In June 2020 SierraDescents went dark and so did I. And, in many ways, I'm still coming to terms with that. I'm not the person I was before the pandemic started.
I knew, even as that year was unfolding, that someday I'd want to write about it.
At first I envisioned telling a heroic story: me, battling hard, triumphing over impossible odds. But in time that idea faded, replaced with something very different—a desire to somehow share what I might (or might not) have learned.
That is a project that is ongoing.
It will never be finished. It will never be ready. But it is online, for better or for worse, and if you ever find yourself lost in the dark, I hope you find something useful in it.

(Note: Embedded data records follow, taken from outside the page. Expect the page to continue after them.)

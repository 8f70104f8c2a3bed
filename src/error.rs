//! Error types for the resolution framework
//!
//! Every terminal failure of a reconcile is classified into one of the
//! kinds below. The kind determines the `reason` written into the
//! Succeeded condition and whether the controller runtime is told to
//! retry the key.

use std::time::Duration;

use thiserror::Error;

/// Condition reason for a successfully resolved request
pub const REASON_RESOLVED: &str = "Resolved";

/// Condition reason for a generic resolution failure
pub const REASON_RESOLUTION_FAILED: &str = "ResolutionFailed";

/// Condition reason when the resolution deadline fired
pub const REASON_RESOLUTION_TIMED_OUT: &str = "ResolutionTimedOut";

/// Condition reason when parameter validation rejected the request
pub const REASON_INVALID_REQUEST: &str = "InvalidRequest";

/// Boxed error crossing the resolver plug-in boundary
pub type BoxError = Box<dyn std::error::Error + Send + Sync + 'static>;

/// Classified failure of a single reconcile
#[derive(Debug, Error)]
#[non_exhaustive]
pub enum ResolutionError {
    /// The work-queue delivered a key that does not parse as "namespace/name"
    #[error("invalid resource key {0:?}")]
    InvalidResourceKey(String),

    /// Fetching a resource failed, either the request record itself or the
    /// upstream artifact a resolver was asked for
    #[error("error getting {resolver_name:?} {key:?}: {message}")]
    GettingResource {
        /// Name of the component that failed the fetch
        resolver_name: String,
        /// "namespace/name" of the request being reconciled
        key: String,
        /// Original error text
        message: String,
    },

    /// Parameter validation rejected the request before resolution started
    #[error("invalid resolution request {key:?}: {message}")]
    InvalidRequest {
        /// "namespace/name" of the request being reconciled
        key: String,
        /// Validation error text from the resolver
        message: String,
    },

    /// The resolution deadline fired before the resolver produced a result
    #[error("resolution of {key:?} timed out after {}s", .timeout.as_secs())]
    Timeout {
        /// "namespace/name" of the request being reconciled
        key: String,
        /// Deadline that was enforced
        timeout: Duration,
    },

    /// Writing the request status failed
    #[error("error updating resolution request {key:?}: {message}")]
    UpdatingRequest {
        /// "namespace/name" of the request being reconciled
        key: String,
        /// Original error text
        message: String,
    },

    /// Kubernetes API error
    #[error("kubernetes error: {0}")]
    Kube(#[from] kube::Error),

    /// Unclassified error; retried by the queue
    #[error("{0}")]
    Unknown(String),
}

impl ResolutionError {
    /// Create an unclassified error with the given message
    pub fn unknown(msg: impl Into<String>) -> Self {
        Self::Unknown(msg.into())
    }

    /// Canonical mapping from error kind to the `reason` string written
    /// into the Succeeded condition. Unknown kinds fall through to the
    /// generic resolution failure.
    pub fn reason(&self) -> &'static str {
        match self {
            Self::InvalidRequest { .. } => REASON_INVALID_REQUEST,
            Self::Timeout { .. } => REASON_RESOLUTION_TIMED_OUT,
            _ => REASON_RESOLUTION_FAILED,
        }
    }
}

/// Error surfaced to the controller runtime.
///
/// `permanent` tells the error policy that redelivering the key cannot
/// help; the queue then waits for a spec change instead of requeueing.
#[derive(Debug, Error)]
#[error("{source}")]
pub struct ReconcileError {
    /// The classified failure that ended the reconcile
    #[source]
    pub source: ResolutionError,
    permanent: bool,
}

impl ReconcileError {
    /// Wrap a terminal failure; the queue must not redeliver the key
    pub fn permanent(source: ResolutionError) -> Self {
        Self {
            source,
            permanent: true,
        }
    }

    /// Wrap a transient failure; the queue retries with backoff
    pub fn transient(source: ResolutionError) -> Self {
        Self {
            source,
            permanent: false,
        }
    }

    /// True if the queue must not redeliver the key
    pub fn is_permanent(&self) -> bool {
        self.permanent
    }
}
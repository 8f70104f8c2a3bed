//! Control-plane access for the reconciler
//!
//! Two seams are abstracted behind traits so reconcile logic can be tested
//! with mock clients: the read-through lister fed by the watch cache, and
//! the writing client used for status mutations. The writing client always
//! talks to the control plane directly so MarkFailed observes the latest
//! generation, never a stale cache entry.

use std::sync::Arc;

use async_trait::async_trait;
use kube::api::{Patch, PatchParams, PostParams};
use kube::runtime::reflector::{ObjectRef, Store};
use kube::{Api, Client, ResourceExt};

#[cfg(test)]
use mockall::automock;

use crate::crd::ResolutionRequest;
use crate::error::ResolutionError;

/// Read-through lister over the shared watch cache
#[cfg_attr(test, automock)]
pub trait RequestStore: Send + Sync {
    /// Cached request for `(namespace, name)`, if the cache has observed it
    fn get(&self, namespace: &str, name: &str) -> Option<Arc<ResolutionRequest>>;
}

/// Lister backed by the controller's reflector store
pub struct ReflectorStore {
    store: Store<ResolutionRequest>,
}

impl ReflectorStore {
    /// Wrap the store handed out by the controller
    pub fn new(store: Store<ResolutionRequest>) -> Self {
        Self { store }
    }
}

impl RequestStore for ReflectorStore {
    fn get(&self, namespace: &str, name: &str) -> Option<Arc<ResolutionRequest>> {
        self.store
            .get(&ObjectRef::new(name).within(namespace))
    }
}

/// Writing client for ResolutionRequest status operations
///
/// All three calls the core issues are here: re-fetch (MarkFailed only),
/// status replace (MarkFailed only) and status merge-patch (success only).
#[cfg_attr(test, automock)]
#[async_trait]
pub trait RequestClient: Send + Sync {
    /// Fetch the latest generation of a request from the control plane
    async fn get(&self, namespace: &str, name: &str)
        -> Result<ResolutionRequest, ResolutionError>;

    /// Replace the status subresource with the one on `request`
    async fn update_status(&self, request: &ResolutionRequest) -> Result<(), ResolutionError>;

    /// JSON-merge-patch the status subresource
    async fn patch_status(
        &self,
        namespace: &str,
        name: &str,
        body: &serde_json::Value,
    ) -> Result<(), ResolutionError>;
}

/// Real client issuing Kubernetes API calls
pub struct KubeRequestClient {
    client: Client,
}

impl KubeRequestClient {
    /// New client wrapping the given kube Client
    pub fn new(client: Client) -> Self {
        Self { client }
    }

    fn api(&self, namespace: &str) -> Api<ResolutionRequest> {
        Api::namespaced(self.client.clone(), namespace)
    }
}

#[async_trait]
impl RequestClient for KubeRequestClient {
    async fn get(
        &self,
        namespace: &str,
        name: &str,
    ) -> Result<ResolutionRequest, ResolutionError> {
        Ok(self.api(namespace).get(name).await?)
    }

    async fn update_status(&self, request: &ResolutionRequest) -> Result<(), ResolutionError> {
        let namespace = request.namespace().unwrap_or_default();
        let name = request.name_any();
        let body = serde_json::to_vec(request).map_err(|e| {
            ResolutionError::unknown(format!("error serializing resolution request: {e}"))
        })?;
        self.api(&namespace)
            .replace_status(&name, &PostParams::default(), body)
            .await?;
        Ok(())
    }

    async fn patch_status(
        &self,
        namespace: &str,
        name: &str,
        body: &serde_json::Value,
    ) -> Result<(), ResolutionError> {
        // Patch::Merge issues application/merge-patch+json
        self.api(namespace)
            .patch_status(name, &PatchParams::default(), &Patch::Merge(body))
            .await?;
        Ok(())
    }
}
#[cfg(test)]
mod tests {
    use super::*;
    use std::collections::HashMap;

    use tempfile::TempDir;

    fn params(pairs: &[(&str, &str)]) -> BTreeMap<String, String> {
        pairs
            .iter()
            .map(|(k, v)| (k.to_string(), v.to_string()))
            .collect()
    }

    fn ctx_with_config(pairs: &[(&str, &str)]) -> ResolutionContext {
        ResolutionContext::new(
            "test",
            pairs
                .iter()
                .map(|(k, v)| (k.to_string(), v.to_string()))
                .collect(),
        )
    }

    // ===== Selector and Validation =====

    #[test]
    fn selector_routes_on_the_git_type_label() {
        let sel = GitResolver.get_selector(&ResolutionContext::background());
        assert_eq!(
            sel.get(LABEL_KEY_RESOLVER_TYPE).map(String::as_str),
            Some(LABEL_VALUE_GIT_RESOLVER_TYPE)
        );
    }

    #[tokio::test]
    async fn validate_accepts_path_with_commit_or_branch() {
        let ctx = ResolutionContext::background();
        for extra in [COMMIT_PARAM, BRANCH_PARAM] {
            let p = params(&[(PATH_PARAM, "bar"), (extra, "baz")]);
            GitResolver
                .validate_params(&ctx, &p)
                .await
                .expect("params should validate");
        }
    }

    #[tokio::test]
    async fn validate_rejects_missing_path() {
        let ctx = ResolutionContext::background();
        let p = params(&[(URL_PARAM, "foo"), (BRANCH_PARAM, "baz")]);
        let err = GitResolver.validate_params(&ctx, &p).await.unwrap_err();
        assert!(err.to_string().contains("path"));
    }

    #[tokio::test]
    async fn validate_rejects_conflicting_commit_and_branch() {
        let ctx = ResolutionContext::background();
        let p = params(&[
            (URL_PARAM, "foo"),
            (PATH_PARAM, "bar"),
            (COMMIT_PARAM, "baz"),
            (BRANCH_PARAM, "quux"),
        ]);
        let err = GitResolver.validate_params(&ctx, &p).await.unwrap_err();
        assert!(err.to_string().contains("both"));
    }

    // ===== Timeout Override =====

    #[test]
    fn timeout_defaults_without_config() {
        let timeout = GitResolver.get_resolution_timeout(
            &ResolutionContext::background(),
            Duration::from_secs(1800),
        );
        assert_eq!(timeout, Duration::from_secs(1800));
    }

    #[test]
    fn timeout_honors_the_fetch_timeout_config_field() {
        let ctx = ctx_with_config(&[(CONFIG_FIELD_TIMEOUT, "5s")]);
        let timeout = GitResolver.get_resolution_timeout(&ctx, Duration::from_secs(1800));
        assert_eq!(timeout, Duration::from_secs(5));
    }

    #[test]
    fn unparseable_timeout_falls_back_to_default() {
        let ctx = ctx_with_config(&[(CONFIG_FIELD_TIMEOUT, "soonish")]);
        let timeout = GitResolver.get_resolution_timeout(&ctx, Duration::from_secs(30));
        assert_eq!(timeout, Duration::from_secs(30));
    }

    // ===== Resolve against real repositories =====
    //
    // These tests drive the resolver against throwaway repositories built
    // with the git CLI, mirroring how it is used in production.

    struct CommitSpec {
        dir: &'static str,
        filename: &'static str,
        content: &'static str,
        branch: Option<&'static str>,
    }

    fn git_in(dir: &Path, args: &[&str]) -> String {
        let output = std::process::Command::new("git")
            .current_dir(dir)
            .args(args)
            .output()
            .expect("running git");
        assert!(
            output.status.success(),
            "git {:?} failed: {}",
            args,
            String::from_utf8_lossy(&output.stderr)
        );
        String::from_utf8_lossy(&output.stdout).trim().to_string()
    }

    /// Build a repository with the given commits, returning the scratch
    /// dir and the commit hashes recorded per branch in creation order.
    fn create_test_repo(commits: &[CommitSpec]) -> (TempDir, HashMap<String, Vec<String>>) {
        let tmp = tempfile::tempdir().expect("creating repo dir");
        let root = tmp.path();
        git_in(root, &["init", "-q"]);
        git_in(root, &["config", "user.name", "Someone"]);
        git_in(root, &["config", "user.email", "someone@example.com"]);

        std::fs::write(root.join("README"), "This is a test").unwrap();
        git_in(root, &["add", "README"]);
        git_in(root, &["commit", "-q", "-m", "initial"]);
        let start = git_in(root, &["rev-parse", "HEAD"]);
        let default_branch = git_in(root, &["rev-parse", "--abbrev-ref", "HEAD"]);

        let mut hashes: HashMap<String, Vec<String>> = HashMap::new();
        for commit in commits {
            let branch = commit.branch.unwrap_or(default_branch.as_str());
            if branch != default_branch && !hashes.contains_key(branch) {
                git_in(root, &["checkout", "-q", "-b", branch, start.as_str()]);
            } else {
                git_in(root, &["checkout", "-q", branch]);
            }
            let target = root.join(commit.dir);
            std::fs::create_dir_all(&target).unwrap();
            std::fs::write(target.join(commit.filename), commit.content).unwrap();
            git_in(root, &["add", "."]);
            git_in(root, &["commit", "-q", "-m", "adding file for test"]);
            hashes
                .entry(branch.to_string())
                .or_default()
                .push(git_in(root, &["rev-parse", "HEAD"]));
        }
        git_in(root, &["checkout", "-q", default_branch.as_str()]);
        (tmp, hashes)
    }

    fn repo_url(repo: &TempDir) -> String {
        repo.path().to_string_lossy().into_owned()
    }

    #[tokio::test]
    async fn resolves_a_file_from_the_default_branch() {
        let (repo, hashes) = create_test_repo(&[CommitSpec {
            dir: "foo/bar",
            filename: "somefile",
            content: "some content",
            branch: None,
        }]);

        let artifact = GitResolver
            .resolve(
                &ResolutionContext::background(),
                &params(&[(URL_PARAM, &repo_url(&repo)), (PATH_PARAM, "foo/bar/somefile")]),
            )
            .await
            .expect("resolve should succeed");

        assert_eq!(artifact.data, b"some content");
        let latest = hashes.values().next().unwrap().last().unwrap();
        assert_eq!(&artifact.annotations[ANNOTATION_KEY_COMMIT_HASH], latest);
        assert_eq!(
            artifact.annotations[ANNOTATION_KEY_CONTENT_TYPE],
            YAML_CONTENT_TYPE
        );
    }

    #[tokio::test]
    async fn resolves_a_file_from_a_named_branch() {
        let (repo, hashes) = create_test_repo(&[
            CommitSpec {
                dir: "foo/bar",
                filename: "somefile",
                content: "some content",
                branch: Some("other-branch"),
            },
            CommitSpec {
                dir: "foo/bar",
                filename: "somefile",
                content: "wrong content",
                branch: None,
            },
        ]);

        let artifact = GitResolver
            .resolve(
                &ResolutionContext::background(),
                &params(&[
                    (URL_PARAM, &repo_url(&repo)),
                    (PATH_PARAM, "foo/bar/somefile"),
                    (BRANCH_PARAM, "other-branch"),
                ]),
            )
            .await
            .expect("resolve should succeed");

        assert_eq!(artifact.data, b"some content");
        assert_eq!(
            &artifact.annotations[ANNOTATION_KEY_COMMIT_HASH],
            hashes["other-branch"].last().unwrap()
        );
    }

    #[tokio::test]
    async fn resolves_an_earlier_specific_commit() {
        let (repo, hashes) = create_test_repo(&[
            CommitSpec {
                dir: "foo/bar",
                filename: "somefile",
                content: "some content",
                branch: None,
            },
            CommitSpec {
                dir: "foo/bar",
                filename: "somefile",
                content: "different content",
                branch: None,
            },
        ]);
        let first = hashes.values().next().unwrap().first().unwrap().clone();

        let artifact = GitResolver
            .resolve(
                &ResolutionContext::background(),
                &params(&[
                    (URL_PARAM, &repo_url(&repo)),
                    (PATH_PARAM, "foo/bar/somefile"),
                    (COMMIT_PARAM, &first),
                ]),
            )
            .await
            .expect("resolve should succeed");

        assert_eq!(artifact.data, b"some content");
        assert_eq!(artifact.annotations[ANNOTATION_KEY_COMMIT_HASH], first);
    }

    #[tokio::test]
    async fn missing_file_reports_an_open_error() {
        let (repo, _) = create_test_repo(&[CommitSpec {
            dir: "foo/bar",
            filename: "somefile",
            content: "some content",
            branch: None,
        }]);

        let err = GitResolver
            .resolve(
                &ResolutionContext::background(),
                &params(&[
                    (URL_PARAM, &repo_url(&repo)),
                    (PATH_PARAM, "foo/bar/some other file"),
                ]),
            )
            .await
            .unwrap_err();

        assert!(err
            .to_string()
            .contains(r#"error opening file "foo/bar/some other file""#));
    }

    #[tokio::test]
    async fn missing_branch_reports_a_clone_error() {
        let (repo, _) = create_test_repo(&[CommitSpec {
            dir: "foo/bar",
            filename: "somefile",
            content: "some content",
            branch: None,
        }]);

        let err = GitResolver
            .resolve(
                &ResolutionContext::background(),
                &params(&[
                    (URL_PARAM, &repo_url(&repo)),
                    (PATH_PARAM, "foo/bar/somefile"),
                    (BRANCH_PARAM, "does-not-exist"),
                ]),
            )
            .await
            .unwrap_err();

        assert!(err.to_string().starts_with("clone error:"));
    }

    #[tokio::test]
    async fn missing_commit_reports_a_checkout_error() {
        let (repo, _) = create_test_repo(&[CommitSpec {
            dir: "foo/bar",
            filename: "somefile",
            content: "some content",
            branch: None,
        }]);

        let err = GitResolver
            .resolve(
                &ResolutionContext::background(),
                &params(&[
                    (URL_PARAM, &repo_url(&repo)),
                    (PATH_PARAM, "foo/bar/somefile"),
                    (COMMIT_PARAM, "0000000000000000000000000000000000000000"),
                ]),
            )
            .await
            .unwrap_err();

        assert!(err.to_string().starts_with("checkout error:"));
    }

    #[tokio::test]
    async fn configured_default_url_covers_requests_without_one() {
        let (repo, _) = create_test_repo(&[CommitSpec {
            dir: "foo/bar",
            filename: "somefile",
            content: "some content",
            branch: None,
        }]);
        let ctx = ctx_with_config(&[(CONFIG_FIELD_DEFAULT_URL, &repo_url(&repo))]);

        let artifact = GitResolver
            .resolve(&ctx, &params(&[(PATH_PARAM, "foo/bar/somefile")]))
            .await
            .expect("resolve should succeed");

        assert_eq!(artifact.data, b"some content");
    }

    #[tokio::test]
    async fn missing_url_everywhere_is_an_error() {
        let err = GitResolver
            .resolve(
                &ResolutionContext::background(),
                &params(&[(PATH_PARAM, "foo/bar/somefile")]),
            )
            .await
            .unwrap_err();
        assert!(err.to_string().contains("url"));
    }
}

Please note this will not replace my work here, nor will I stop doing what I'm doing—what I love doing. I'm not the same kid who started this site in 2005, but as long as I'm able, I'll keep sharing adventures and moments from our glorious California mountains. That much will never change. :)
— November 11, 2023
Andy Lewicky is the author and creator of SierraDescents
Lurker November 13, 2023 at 4:59 pm
Brad Brown November 13, 2023 at 6:17 pm
Thanks as always for your honesty and personal revelations. Life gets hard at times and has a way of making personal change the only way through. The last 2 years saw me lose my wife of almost 50 years in May of this year after 7 years of care taking combined with my personal battle with cancer surgery/radiation/male hormone suppression. The last 2 years were the hardest of my life and have left deep marks. So I dedicated this summer to improving myself both with mental and emotional healing and with getting this 72 YO body back in shape. I’m grateful to have come so far in just 6 months. Despite all I set a PR for single season ski days last season (32) and got in some descent high mountain time as well though nothing spectacular. Next climbing season I see myself going big and climbing objectives I’ve failed on in the last few years due to my illness. I’ve also worked on being closer to friends and family. Overall, I’ve become a better version of me. That improvement made it possible to meet my new love, my Chapter 2 as they call it in the widowers grief community. I’m really excited to continue the quest as this young (ish) body of mine returns closer to the mountain fitness of old. And as my heart heals from my lovely new gift. Hope to see you out there my friend, our better selves await.